Self-driving car company Waymo is now under federal investigation following reports that one of its vehicles failed to stop for a school bus as students were disembarking.
The National Highway Traffic Safety Administration launched the investigation following the incident on September 22 in Atlanta, Georgia, which is being carried out by its Office of Defects Investigation.
Despite the school bus being stationary, with its red lights flashing and stop arm deployed, the Waymo failed to stop, the ODI report stated.
The self-driving vehicle reportedly approached the bus from a perpendicular side street and halted briefly, but then turned right and passed in front of the vehicle and down its entire left side, the report states.
“During this maneuver, the Waymo AV passed the bus’s extended crossing control arm near disembarking students (on the bus’s right side) and passed the extended stop arm on the bus’s left side,” the ODI said.

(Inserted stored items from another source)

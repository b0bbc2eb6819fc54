//! Repository port for list persistence, pagination, and search.

use super::StorageError;
use crate::pagination::{Page, PageRequest};
use crate::todo::domain::{List, ListId, Task};
use async_trait::async_trait;
use thiserror::Error;

/// Result type for list repository operations.
pub type ListRepositoryResult<T> = Result<T, ListRepositoryError>;

/// List persistence contract.
///
/// Collections are ordered newest first by creation time, ties broken by
/// identifier, also descending.
#[async_trait]
pub trait ListRepository: Send + Sync {
    /// Stores a new list and returns the stored entity.
    ///
    /// # Errors
    ///
    /// Returns [`ListRepositoryError::Storage`] on constraint violation or
    /// connectivity failure.
    async fn create(&self, list: &List) -> ListRepositoryResult<List>;

    /// Stores a new list together with its initial tasks, atomically.
    ///
    /// Either the list and every task are stored, or none of them are.
    ///
    /// # Errors
    ///
    /// Returns [`ListRepositoryError::Storage`] when any insert fails.
    async fn create_with_tasks(&self, list: &List, tasks: &[Task]) -> ListRepositoryResult<List>;

    /// Finds a list by identifier.
    ///
    /// # Errors
    ///
    /// Returns [`ListRepositoryError::NotFound`] when no list has the ID.
    async fn get_by_id(&self, id: ListId) -> ListRepositoryResult<List>;

    /// Overwrites the title and description of an existing list.
    ///
    /// # Errors
    ///
    /// Returns [`ListRepositoryError::NotFound`] when no row was affected.
    async fn update(&self, list: &List) -> ListRepositoryResult<List>;

    /// Deletes a list and every task it owns.
    ///
    /// # Errors
    ///
    /// Returns [`ListRepositoryError::NotFound`] when no row was affected.
    async fn delete(&self, id: ListId) -> ListRepositoryResult<()>;

    /// Returns every list.
    async fn find_all(&self) -> ListRepositoryResult<Page<List>> {
        self.find_with_pagination(PageRequest::unbounded()).await
    }

    /// Returns one window of lists plus the total number of lists.
    async fn find_with_pagination(&self, page: PageRequest) -> ListRepositoryResult<Page<List>>;

    /// Returns lists whose title contains `query`, ignoring case.
    ///
    /// No match yields an empty vector, not an error.
    async fn search_by_title(&self, query: &str) -> ListRepositoryResult<Vec<List>>;
}

/// Errors returned by list repository implementations.
#[derive(Debug, Clone, Error)]
pub enum ListRepositoryError {
    /// The list was not found.
    #[error("list not found: {0}")]
    NotFound(ListId),

    /// Persistence-layer failure.
    #[error(transparent)]
    Storage(#[from] StorageError),
}

impl ListRepositoryError {
    /// Wraps a persistence error with the failing operation name.
    pub fn storage(
        operation: &'static str,
        err: impl std::error::Error + Send + Sync + 'static,
    ) -> Self {
        Self::Storage(StorageError::failure(operation, err))
    }
}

At the time of the incident the Waymo was being operated by the company’s 5th Generation Automated Driving System (ADS) and no safety operator was in the vehicle.
Waymo’s ADS surpassed 100 million miles of driving in July of 2025.
Operations involving Waymo’s ADS currently accumulate approximately two million miles per week, according to the ODI.
The department added that, based on the incident and the accumulation of operational miles, the likelihood of other prior similar incidents is high.
“ODI has opened a Preliminary Evaluation to investigate the performance of the Waymo ADS around stopped school buses, how the system is designed to comply with school bus traffic safety laws, and the system’s ability to follow those traffic safety laws,” ODI’s report stated.
“During this investigation, NHTSA will seek to identify the scope of the issue presented by this incident and identify any other similar incidents.”
In a statement shared with The Independent, a Waymo spokesperson said: “Safety is our top priority, as we provide hundreds of thousands of fully autonomous paid trips every week in some of the most challenging driving environments in the U.S.

“The data shows we are improving road safety in the communities in which we operate, achieving a fivefold reduction in injury-related crashes compared to human drivers, and twelve times fewer injury crashes involving pedestrians.
“NHTSA plays a vital role in road safety, and we will continue to work collaboratively with the agency as part of our mission to be the world’s most trusted driver.”
It comes shortly after a separate incident in San Bruno, California, in which traffic cops accidentally stopped a driverless Waymo for a suspected DUI, after it performed an illegal U-turn.
“Since there was no human driver, a ticket couldn’t be issued (our citation books don’t have a box for “robot”),” the department wrote in an online post.